Strengthening our core products with differential privacy

We first deployed our world-class differential privacy anonymization technology in Chrome nearly seven years ago and are continually expanding its use across our products including Google Maps and the Assistant. And as the world combats COVID-19, last year we published our COVID-19 Community Mobility Reports, which uses differential privacy to help public health officials, economists and policymakers globally as they make critical decisions for their communities while ensuring no personally identifiable information is made available at any point.

This year in the Google Play console, we’ll provide new app metrics and benchmarks to developers in a differentially private manner. When launched, developers will be able to easily access metrics related to how successfully their apps are engaging their users, such as Daily Active Users and Revenue per Active user, in a manner that helps ensure individual users cannot be identified or re-identified. By adding differential privacy to these new app metrics, we’ll provide meaningful insights to help developers improve their apps without compromising people’s privacy, or developer confidentiality. Moving forward, we plan to expand the number of metrics we provide to developers using differential privacy.

As we have in the last year, we’ll continue to make our existing differential privacy library even easier for developers to use. For example, this month we’re open sourcing a new differentially private SQL database query language extension that is used in thousands of queries done every day at Google. These queries help our analysts obtain business insights, and observe product trends. This is a step forward in democratizing privacy safe data analysis, empowering data scientists around the world to uncover powerful insights while protecting and respecting the privacy of individuals.

Partnering with OpenMined to make differential privacy more widely accessible

As we continue to make advancements with privacy-preserving technologies in our own products, it’s also important to us that developers have access to this technology. That’s why in 2019, we open-sourced our differential privacy library and made it freely accessible, easy to deploy and useful to developers globally. Since then, hundreds of developers, researchers and institutions have incorporated Google’s differential privacy algorithms into their work, enabling them to tackle new problems while using data in a responsible and privacy protective way. One of these companies is French healthcare startup Arkhn. For Arkhn, differential privacy is making it possible to pursue its mission to revolutionize the healthcare industry with artificial intelligence, enabling them to gather, query and analyze cross-department hospital data in a secure, and safe way.

To help bring our world class differential privacy library to more developer teams, like the one at Arkhn, today we’re excited to announce a new partnership with OpenMined, a group of open-source developers that is focused on taking privacy preserving technologies and expanding their usage around the world. Together with OpenMined, we will develop a version of our differential privacy library specifically for python developers. By replicating Google’s differentially private infrastructure, Python developers will have access to a new and unique way to treat their data with world-class privacy.

A collaborative approach to improving the state of privacy in Machine Learning

Two years ago, we introduced TensorFlow Privacy (GitHub), an open source library that makes it easier not only for developers to train machine-learning models with privacy, but also for researchers to advance the state of the art in machine learning with strong privacy guarantees.
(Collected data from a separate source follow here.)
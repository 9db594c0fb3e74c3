use std::net::{IpAddr, SocketAddr};

use clap::{Parser, Subcommand};

use parkiq_core::FusionConfig;
use parkiq_http::{AnalysisRuntime, HttpRuntimeConfig};
use parkiq_models::ModelRegistry;

#[derive(Parser, Debug)]
#[command(name = "parkiq", version)]
#[command(about = "ParkIQ - multimodal Parkinson's screening service")]
struct Cli {
    #[command(subcommand)]
    command: Commands,
}

#[derive(Subcommand, Debug)]
enum Commands {
    /// Start the HTTP analysis service
    Serve {
        /// Address to bind
        #[arg(long, default_value = "127.0.0.1")]
        host: IpAddr,
        /// Port to bind
        #[arg(long, default_value_t = 8000)]
        port: u16,
        /// Disable permissive CORS
        #[arg(long)]
        no_cors: bool,
        /// Per-modality inference budget in seconds
        #[arg(long, default_value_t = 20)]
        modality_timeout: u64,
    },
    /// Verify the model registry loads and print its metadata
    Models,
}

#[tokio::main]
async fn main() {
    // Initialize JSON logging once.
    let env_filter = tracing_subscriber::EnvFilter::from_default_env();
    let env_filter = match "info".parse() {
        Ok(directive) => env_filter.add_directive(directive),
        Err(_) => env_filter, // fallback to default if parsing fails
    };

    let _ = tracing_subscriber::fmt()
        .with_env_filter(env_filter)
        .json()
        .try_init();

    let cli = Cli::parse();

    match cli.command {
        Commands::Serve {
            host,
            port,
            no_cors,
            modality_timeout,
        } => {
            let registry = match ModelRegistry::load() {
                Ok(registry) => registry,
                Err(e) => {
                    tracing::error!(error = %e, "model loading failed; refusing to serve");
                    std::process::exit(1);
                }
            };

            let config = HttpRuntimeConfig {
                enable_cors: !no_cors,
                modality_timeout_secs: modality_timeout,
                ..HttpRuntimeConfig::default()
            };
            let runtime = AnalysisRuntime::with_config(registry, FusionConfig::default(), config);

            let addr = SocketAddr::new(host, port);
            if let Err(e) = runtime.serve(addr).await {
                tracing::error!(error = %e, "server terminated");
                std::process::exit(1);
            }
        }
        Commands::Models => match ModelRegistry::load() {
            Ok(registry) => {
                let mut models = serde_json::Map::new();
                for modality in registry.loaded() {
                    if let Some(model) = registry.model(modality) {
                        models.insert(
                            modality.name().to_string(),
                            serde_json::to_value(model.info()).unwrap_or_default(),
                        );
                    }
                }
                let report = serde_json::json!({ "models": models });
                println!("{}", serde_json::to_string_pretty(&report).unwrap());
            }
            Err(e) => {
                eprintln!("model loading failed: {e}");
                std::process::exit(1);
            }
        },
    }
}
//! Property-based checks for the fusion engine.

use proptest::prelude::*;

use parkiq_core::{FusionEngine, Modality, ModalityResult};

fn arb_result(modality: Modality) -> impl Strategy<Value = ModalityResult> {
    (0.0f64..=1.0, 0.0f64..=1.0).prop_map(move |(probability_pd, confidence)| {
        ModalityResult::new(modality, probability_pd, 1.0 - probability_pd, confidence)
            .expect("generated result satisfies invariants")
    })
}

fn arb_result_set() -> impl Strategy<Value = Vec<ModalityResult>> {
    proptest::sample::subsequence(Modality::all().to_vec(), 0..=3).prop_flat_map(|modalities| {
        modalities
            .into_iter()
            .map(arb_result)
            .collect::<Vec<_>>()
    })
}

proptest! {
    #[test]
    fn probabilities_sum_to_one_and_stay_in_bounds(results in arb_result_set()) {
        let verdict = FusionEngine::default().fuse(&results).unwrap();

        prop_assert!((verdict.probability_pd + verdict.probability_healthy - 1.0).abs() < 1e-9);
        prop_assert!((0.0..=1.0).contains(&verdict.probability_pd));
        prop_assert!((0.0..=1.0).contains(&verdict.probability_healthy));
        prop_assert!((0.0..=1.0).contains(&verdict.confidence));
    }

    #[test]
    fn verdict_is_identical_under_permutation(
        results in arb_result_set(),
        seed in any::<u64>(),
    ) {
        let engine = FusionEngine::default();
        let baseline = engine.fuse(&results).unwrap();

        let mut shuffled = results.clone();
        // Deterministic Fisher-Yates from the generated seed.
        let mut state = seed;
        for i in (1..shuffled.len()).rev() {
            state = state.wrapping_mul(6364136223846793005).wrapping_add(1442695040888963407);
            let j = (state >> 33) as usize % (i + 1);
            shuffled.swap(i, j);
        }

        prop_assert_eq!(engine.fuse(&shuffled).unwrap(), baseline);
    }

    #[test]
    fn fused_probability_stays_within_contributing_inputs(results in arb_result_set()) {
        let verdict = FusionEngine::default().fuse(&results).unwrap();
        prop_assert!(verdict.insufficient_data || !results.is_empty());

        if !verdict.insufficient_data {
            let contributing: Vec<&ModalityResult> = results
                .iter()
                .filter(|r| r.confidence > 0.0)
                .collect();
            let lo = contributing.iter().map(|r| r.probability_pd).fold(f64::INFINITY, f64::min);
            let hi = contributing.iter().map(|r| r.probability_pd).fold(f64::NEG_INFINITY, f64::max);
            prop_assert!(verdict.probability_pd >= lo - 1e-9);
            prop_assert!(verdict.probability_pd <= hi + 1e-9);
        }
    }

    #[test]
    fn raising_confidence_of_an_above_verdict_result_raises_the_verdict(
        results in arb_result_set().prop_filter("need at least two contributors", |rs| {
            rs.iter().filter(|r| r.confidence > 0.01 && r.confidence < 0.99).count() >= 2
        }),
        bump in 0.001f64..=0.01,
    ) {
        let engine = FusionEngine::default();
        let baseline = engine.fuse(&results).unwrap();
        prop_assume!(!baseline.insufficient_data);

        // Pick a contributor strictly above the fused probability, if any.
        let target = results.iter().position(|r| {
            r.confidence > 0.01
                && r.confidence + bump <= 1.0
                && r.probability_pd > baseline.probability_pd + 1e-6
        });
        prop_assume!(target.is_some());
        let target = target.unwrap();

        let mut boosted = results.clone();
        boosted[target].confidence += bump;
        let moved = engine.fuse(&boosted).unwrap();

        prop_assert!(moved.probability_pd > baseline.probability_pd);
    }
}

#[test]
fn degradation_matches_designed_fallback_exactly() {
    let engine = FusionEngine::default();

    let empty = engine.fuse(&[]).unwrap();
    assert!(empty.insufficient_data);
    assert_eq!(
        (empty.probability_pd, empty.probability_healthy, empty.confidence),
        (0.5, 0.5, 0.0)
    );
    assert_eq!(empty.prediction.as_u8(), 0);

    let unusable = ModalityResult::new(Modality::Datscan, 0.9, 0.1, 0.0).unwrap();
    let zeroed = engine.fuse(&[unusable]).unwrap();
    assert!(zeroed.insufficient_data);
    assert_eq!(
        (zeroed.probability_pd, zeroed.probability_healthy, zeroed.confidence),
        (0.5, 0.5, 0.0)
    );
    assert_eq!(zeroed.prediction.as_u8(), 0);
}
In the past year, we've expanded the library to include support for TensorFlow 2, as well as both the Keras Model interface and TensorFlow's premade estimators. Thanks to a collaboration with researchers from University of Waterloo, we’ve improved performance, with our new release making it four times faster or more to train on common workloads.

We also recognize that training with privacy might be expensive, or not feasible. So we set out to understand how private machine learning models are. Last year we open-sourced our attack library to help address this and help anyone using the library get a broader privacy picture of their machine models. Since then, we partnered with researchers at Princeton University, and the National University of Singapore who have added new features that expand the library’s scope to test generative models and non-neural network models. Recently, researchers at Stanford Medical School tried it on some of their models, to test for memorization. This testing helped them understand the privacy behavior of their models, something that wasn’t possible beforehand.

We’ve also published new research studying the trade-offs between differential privacy and robustness, another property at the core of AI ethics, privacy and safety.

Our work continues as we invest in world-class-privacy that provides algorithmic protections to the people who use our products while nurturing and expanding a healthy open-source ecosystem. We strongly believe that everyone globally deserves world-class privacy, and we’ll continue partnering with organizations to fulfill that mission.